If yesterday was the bright, sunny, cheerful child of this week…today is its cold evil twin. The clouds rolled in late last night, and rain fell from about 11pm on through the early morning. Even now, the sky is thick and gray, and the ivy covering my back fence is slick with raindrops.
Regardless, I am loving the day, and the weather. My bedroom window has been open since yesterday morning and the different scents of nature have wafted through, taking my brain on tiny little journies while I clean my room or veg out with an episode of Northern Exposure. Some things smell so wonderful in the rain. I love the way rain smells no matter where I am. The smell of rain on freshly-cut grass…rain on warm pavement…rain on dry dirt. My favorite rain smell though is the scent of rain on the redwoods of our illustrious coast. You haven’t lived until you’ve inhaled the deep, sensual, almost chewy aroma of wet ferns and redwood “leaves.” The redwood groves are so thick and dense, and you can stand in a redwood forest through even the heaviest of rainstorms and never find yourself hit by a single drop of water. But the trees give off their wet scent nonetheless. If someone could capture that as a perfume, I’d be most amazingly satisfied for the rest of my days.

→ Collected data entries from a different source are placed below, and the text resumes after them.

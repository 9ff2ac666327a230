// Copyright 2025 the Filigree Authors
// SPDX-License-Identifier: Apache-2.0 OR MIT

//! Paint state and its packed per-draw GPU representation.

use bytemuck::{Pod, Zeroable};
use peniko::Color;
use peniko::kurbo::Affine;

use crate::texture::{TextureFormat, TextureId};

pub(crate) const DRAW_TYPE_COLOR: u32 = 1;
pub(crate) const DRAW_TYPE_GRADIENT: u32 = 2;
pub(crate) const DRAW_TYPE_TEXTURE: u32 = 3;

pub(crate) const TEX_KIND_NONE: u32 = 0;
pub(crate) const TEX_KIND_RGBA: u32 = 1;
pub(crate) const TEX_KIND_ALPHA: u32 = 2;

/// One tessellated vertex: position and texture coordinate.
///
/// Matches the vertex buffer layout of the fill pipelines: two `float32x2`
/// attributes, 16 byte stride.
#[repr(C)]
#[derive(Clone, Copy, Debug, Default, PartialEq, Pod, Zeroable)]
pub struct Vertex {
    pub pos: [f32; 2],
    pub uv: [f32; 2],
}

impl Vertex {
    pub fn new(x: f32, y: f32, u: f32, v: f32) -> Self {
        Self {
            pos: [x, y],
            uv: [u, v],
        }
    }
}

/// Caller-tessellated geometry for one path.
///
/// `fill` is the fan covering the path interior; `stroke` is the strip along
/// its border, used both for strokes and for the antialiasing fringe of a
/// fill. Either slice may be empty.
#[derive(Clone, Copy, Debug, Default)]
pub struct PathVertices<'a> {
    pub fill: &'a [Vertex],
    pub stroke: &'a [Vertex],
}

/// Paint state for one draw call.
///
/// The one shape covers all three draw kinds: a solid color (inner and outer
/// colors equal), a rounded-box gradient between the two colors, or a texture
/// fill when `image` is set. `transform` maps paint space into screen space
/// and is inverted during encoding, so a non-invertible transform produces
/// garbage output rather than an error; that is a caller bug, not a
/// recoverable condition.
#[derive(Clone, Copy, Debug)]
pub struct Paint {
    pub transform: Affine,
    pub extent: [f32; 2],
    pub radius: f32,
    pub feather: f32,
    pub inner_color: Color,
    pub outer_color: Color,
    pub image: Option<TextureId>,
}

impl Paint {
    /// A solid-color paint.
    pub fn color(color: Color) -> Self {
        Self {
            inner_color: color,
            outer_color: color,
            ..Self::default()
        }
    }

    /// A paint sampling the given texture over `extent`.
    pub fn image(image: TextureId, extent: [f32; 2]) -> Self {
        Self {
            image: Some(image),
            extent,
            ..Self::default()
        }
    }
}

impl Default for Paint {
    fn default() -> Self {
        Self {
            transform: Affine::IDENTITY,
            extent: [0.0, 0.0],
            radius: 0.0,
            feather: 1.0,
            inner_color: Color::rgba8(255, 255, 255, 255),
            outer_color: Color::rgba8(255, 255, 255, 255),
            image: None,
        }
    }
}

/// Scissor state for one draw call: a rotated rectangle given by a transform
/// and a half-extent.
#[derive(Clone, Copy, Debug)]
pub struct Scissor {
    pub transform: Affine,
    pub extent: [f32; 2],
}

impl Scissor {
    /// The "never clip" sentinel: any extent component below -0.5 disables
    /// scissoring for the draw.
    pub const fn disabled() -> Self {
        Self {
            transform: Affine::IDENTITY,
            extent: [-1.0, -1.0],
        }
    }

    pub fn is_disabled(&self) -> bool {
        self.extent[0] < -0.5 || self.extent[1] < -0.5
    }
}

impl Default for Scissor {
    fn default() -> Self {
        Self::disabled()
    }
}

/// Classification of a draw, as read back from an encoded record.
#[derive(Clone, Copy, PartialEq, Eq, Debug)]
pub enum DrawKind {
    Color,
    Gradient,
    Texture,
}

/// Texture channel layout tag carried by an encoded record.
#[derive(Clone, Copy, PartialEq, Eq, Debug)]
pub enum TextureKind {
    None,
    Rgba,
    Alpha,
}

/// The fixed-layout uniform record, one per draw call.
///
/// Both matrices are column-major and carry more than the inverse transform:
/// the unused lanes hold the scissor extent and edge-softening scales, the
/// paint extent, and the scalar parameters (corner radius, feather distance,
/// stroke width, stroke coverage multiplier). They are packed there purely
/// for layout reasons; the fragment stage unpacks them again.
///
/// Layout must match `DrawUniforms` in the WGSL source exactly.
#[repr(C)]
#[derive(Clone, Copy, Debug, PartialEq, Pod, Zeroable)]
pub struct DrawUniforms {
    pub view_size: [f32; 2],
    pub draw_type: u32,
    pub tex_kind: u32,
    pub inner_color: [f32; 4],
    pub outer_color: [f32; 4],
    pub scissor_mat: [[f32; 4]; 4],
    pub paint_mat: [[f32; 4]; 4],
}

static_assertions::const_assert_eq!(std::mem::size_of::<DrawUniforms>(), 176);

impl DrawUniforms {
    /// Packs one draw call's paint, scissor and stroke state.
    ///
    /// `texture` is the pixel format of the texture referenced by
    /// `paint.image`, resolved by the caller at encode time; it is not
    /// re-validated at flush time. A paint whose image id did not resolve is
    /// classified by its colors as if it had no image.
    pub fn encode(
        paint: &Paint,
        scissor: &Scissor,
        fringe: f32,
        stroke_width: f32,
        view_size: [f32; 2],
        texture: Option<TextureFormat>,
    ) -> Self {
        let (draw_type, tex_kind) = match (paint.image, texture) {
            (Some(_), Some(TextureFormat::Rgba8)) => (DRAW_TYPE_TEXTURE, TEX_KIND_RGBA),
            (Some(_), Some(TextureFormat::Alpha8)) => (DRAW_TYPE_TEXTURE, TEX_KIND_ALPHA),
            _ if paint.inner_color == paint.outer_color => (DRAW_TYPE_COLOR, TEX_KIND_NONE),
            _ => (DRAW_TYPE_GRADIENT, TEX_KIND_NONE),
        };

        let mut scissor_mat = [[0.0_f32; 4]; 4];
        if scissor.is_disabled() {
            // All-ones sentinel: a zero inverse transform with unit extent
            // and unit scale evaluates to "never clip" in the fragment stage.
            scissor_mat[3] = [1.0; 4];
        } else {
            let inv = inverse_coeffs(scissor.transform);
            scissor_mat[0][0] = inv[0];
            scissor_mat[0][1] = inv[1];
            scissor_mat[1][0] = inv[2];
            scissor_mat[1][1] = inv[3];
            scissor_mat[2][0] = inv[4];
            scissor_mat[2][1] = inv[5];
            scissor_mat[2][2] = 1.0;

            scissor_mat[3][0] = scissor.extent[0];
            scissor_mat[3][1] = scissor.extent[1];

            // Per-axis scale of the scissor transform, in fringe units, so
            // the fragment stage can soften the clip edge by one fringe
            // width in device space.
            let [a, b, c, d, _, _] = coeffs(scissor.transform);
            scissor_mat[3][2] = (a * a + c * c).sqrt() / fringe;
            scissor_mat[3][3] = (b * b + d * d).sqrt() / fringe;
        }
        scissor_mat[0][3] = paint.radius;
        scissor_mat[1][3] = paint.feather;
        scissor_mat[2][3] = stroke_width;

        let mut paint_mat = [[0.0_f32; 4]; 4];
        let inv = inverse_coeffs(paint.transform);
        paint_mat[0][0] = inv[0];
        paint_mat[0][1] = inv[1];
        paint_mat[1][0] = inv[2];
        paint_mat[1][1] = inv[3];
        paint_mat[2][0] = inv[4];
        paint_mat[2][1] = inv[5];
        paint_mat[2][2] = 1.0;

        paint_mat[3][0] = paint.extent[0];
        paint_mat[3][1] = paint.extent[1];

        // Coverage multiplier for antialiased strokes.
        paint_mat[0][3] = (stroke_width * 0.5 + fringe * 0.5) / fringe;

        Self {
            view_size,
            draw_type,
            tex_kind,
            inner_color: color_vec(paint.inner_color),
            outer_color: color_vec(paint.outer_color),
            scissor_mat,
            paint_mat,
        }
    }

    pub fn kind(&self) -> DrawKind {
        match self.draw_type {
            DRAW_TYPE_COLOR => DrawKind::Color,
            DRAW_TYPE_GRADIENT => DrawKind::Gradient,
            _ => DrawKind::Texture,
        }
    }

    pub fn texture_kind(&self) -> TextureKind {
        match self.tex_kind {
            TEX_KIND_RGBA => TextureKind::Rgba,
            TEX_KIND_ALPHA => TextureKind::Alpha,
            _ => TextureKind::None,
        }
    }
}

fn coeffs(transform: Affine) -> [f32; 6] {
    transform.as_coeffs().map(|v| v as f32)
}

fn inverse_coeffs(transform: Affine) -> [f32; 6] {
    coeffs(transform.inverse())
}

fn color_vec(color: Color) -> [f32; 4] {
    [
        f32::from(color.r) / 255.0,
        f32::from(color.g) / 255.0,
        f32::from(color.b) / 255.0,
        f32::from(color.a) / 255.0,
    ]
}

#[cfg(test)]
mod tests {
    use super::*;
    use peniko::kurbo::Vec2;

    const VIEW: [f32; 2] = [800.0, 600.0];

    fn encode(paint: &Paint, scissor: &Scissor) -> DrawUniforms {
        DrawUniforms::encode(paint, scissor, 1.0, 1.0, VIEW, None)
    }

    #[test]
    fn equal_colors_classify_as_solid() {
        let paint = Paint::color(Color::rgba8(10, 20, 30, 40));
        let uniforms = encode(&paint, &Scissor::disabled());
        assert_eq!(uniforms.kind(), DrawKind::Color);
        assert_eq!(uniforms.texture_kind(), TextureKind::None);
        assert_eq!(uniforms.view_size, VIEW);
    }

    #[test]
    fn any_differing_channel_forces_gradient() {
        let base = Color::rgba8(10, 20, 30, 40);
        for channel in 0..4 {
            let mut other = base;
            match channel {
                0 => other.r += 1,
                1 => other.g += 1,
                2 => other.b += 1,
                _ => other.a += 1,
            }
            let paint = Paint {
                inner_color: base,
                outer_color: other,
                ..Paint::default()
            };
            let uniforms = encode(&paint, &Scissor::disabled());
            assert_eq!(uniforms.kind(), DrawKind::Gradient);
        }
    }

    #[test]
    fn texture_paint_takes_its_kind_from_the_pixel_format() {
        let id = TextureId::from_raw(5).unwrap();
        let paint = Paint::image(id, [32.0, 32.0]);
        let rgba =
            DrawUniforms::encode(&paint, &Scissor::disabled(), 1.0, 1.0, VIEW, Some(TextureFormat::Rgba8));
        assert_eq!(rgba.kind(), DrawKind::Texture);
        assert_eq!(rgba.texture_kind(), TextureKind::Rgba);
        let alpha =
            DrawUniforms::encode(&paint, &Scissor::disabled(), 1.0, 1.0, VIEW, Some(TextureFormat::Alpha8));
        assert_eq!(alpha.texture_kind(), TextureKind::Alpha);
    }

    #[test]
    fn unresolved_image_falls_back_to_color_classification() {
        let id = TextureId::from_raw(9).unwrap();
        let mut paint = Paint::image(id, [8.0, 8.0]);
        let uniforms = encode(&paint, &Scissor::disabled());
        assert_eq!(uniforms.kind(), DrawKind::Color);
        paint.outer_color = Color::rgba8(0, 0, 0, 255);
        let uniforms = encode(&paint, &Scissor::disabled());
        assert_eq!(uniforms.kind(), DrawKind::Gradient);
    }

    #[test]
    fn disabled_scissor_encodes_the_sentinel_column() {
        let scissor = Scissor {
            transform: Affine::rotate(1.2) * Affine::translate(Vec2::new(40.0, 2.0)),
            extent: [-1.0, 100.0],
        };
        let uniforms = encode(&Paint::default(), &scissor);
        assert_eq!(uniforms.scissor_mat[3], [1.0; 4]);
        // The inverse-transform columns stay zeroed regardless of transform.
        assert_eq!(uniforms.scissor_mat[0][0], 0.0);
        assert_eq!(uniforms.scissor_mat[1][1], 0.0);
        assert_eq!(uniforms.scissor_mat[2][2], 0.0);
    }

    #[test]
    fn single_negative_extent_component_is_enough_to_disable() {
        let scissor = Scissor {
            transform: Affine::IDENTITY,
            extent: [100.0, -0.6],
        };
        assert!(scissor.is_disabled());
        let uniforms = encode(&Paint::default(), &scissor);
        assert_eq!(uniforms.scissor_mat[3], [1.0; 4]);
    }

    #[test]
    fn active_scissor_stores_inverse_extent_and_scale() {
        let scissor = Scissor {
            transform: Affine::translate(Vec2::new(10.0, 20.0)),
            extent: [50.0, 25.0],
        };
        let uniforms = DrawUniforms::encode(&Paint::default(), &scissor, 2.0, 1.0, VIEW, None);
        let mat = uniforms.scissor_mat;
        // Inverse of a pure translation.
        assert_eq!(mat[0][0], 1.0);
        assert_eq!(mat[1][1], 1.0);
        assert_eq!(mat[2][0], -10.0);
        assert_eq!(mat[2][1], -20.0);
        assert_eq!(mat[2][2], 1.0);
        assert_eq!(mat[3][0], 50.0);
        assert_eq!(mat[3][1], 25.0);
        // Unit basis over a fringe of 2.
        assert_eq!(mat[3][2], 0.5);
        assert_eq!(mat[3][3], 0.5);
    }

    #[test]
    fn scalar_parameters_ride_the_w_lanes() {
        let paint = Paint {
            radius: 4.0,
            feather: 8.0,
            ..Paint::default()
        };
        let uniforms = DrawUniforms::encode(&paint, &Scissor::disabled(), 1.0, 3.0, VIEW, None);
        assert_eq!(uniforms.scissor_mat[0][3], 4.0);
        assert_eq!(uniforms.scissor_mat[1][3], 8.0);
        assert_eq!(uniforms.scissor_mat[2][3], 3.0);
        // (stroke_width / 2 + fringe / 2) / fringe
        assert_eq!(uniforms.paint_mat[0][3], 2.0);
    }

    #[test]
    fn paint_matrix_inverts_a_rotation_translation() {
        let transform = Affine::translate(Vec2::new(5.0, -3.0)) * Affine::rotate(0.7);
        let paint = Paint {
            transform,
            extent: [12.0, 34.0],
            ..Paint::default()
        };
        let uniforms = encode(&paint, &Scissor::disabled());
        let m = uniforms.paint_mat;
        // Applying the packed inverse to a transformed point recovers the
        // original, which is all the shader needs from it.
        let p = transform * peniko::kurbo::Point::new(7.0, 11.0);
        let (x, y) = (p.x as f32, p.y as f32);
        let back = [
            m[0][0] * x + m[1][0] * y + m[2][0],
            m[0][1] * x + m[1][1] * y + m[2][1],
        ];
        assert!((back[0] - 7.0).abs() < 1e-3);
        assert!((back[1] - 11.0).abs() < 1e-3);
        assert_eq!(m[3][0], 12.0);
        assert_eq!(m[3][1], 34.0);
    }

    #[test]
    fn colors_are_normalized_to_unit_floats() {
        let paint = Paint {
            inner_color: Color::rgba8(255, 0, 51, 255),
            outer_color: Color::rgba8(0, 0, 0, 0),
            ..Paint::default()
        };
        let uniforms = encode(&paint, &Scissor::disabled());
        assert_eq!(uniforms.inner_color[0], 1.0);
        assert_eq!(uniforms.inner_color[1], 0.0);
        assert!((uniforms.inner_color[2] - 0.2).abs() < 1e-6);
        assert_eq!(uniforms.outer_color, [0.0; 4]);
    }
}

Right now Big Fish is playing on my TiVo, though I’m hardly paying it any attention except to pause here or there and marvel at how well Danny Elfman’s music always seems to complement Tim Burton’s visions. I think I shall always enjoy everything these men do, even if the critics don’t. Fuck the critics. They thought Titanic was a great film.
I feel like I should be doing something today. Right now even. And there are a dozen tasks I can name off the top of my head that I should really get working on. But I am instead sitting here in front of the computer, clicking away at the keys, occasionally taking deep breaths of fresh air to invigorate me. I’d love to curl up on my bed and finish off the last couple of chapters of The Honk and Holler Opening Soon, but I know that would only encourage me to nap, and I don’t want to waste minutes of my day fast asleep. I’ve napped enough for fifty men this past week. No more napping!
I have e-mails to reply to, PMs to clear out on the Gazette, thank you notes to write. Maybe today should be a day of writing. I haven’t written enough in the last few years, even abandoning my poor hardbound diary with the tiny purple flowers embroidered on the cover. It seems like such a waste to let paper and words sit unused when I find that I really do have so much to say. I think I’ve let too many bad habits get in the way of the stuff I truly love to do. Maybe now is the time to change all that.
But first I should really finish enjoying the breeze. I smell more rain coming on. It’s going to be a good rest of the day.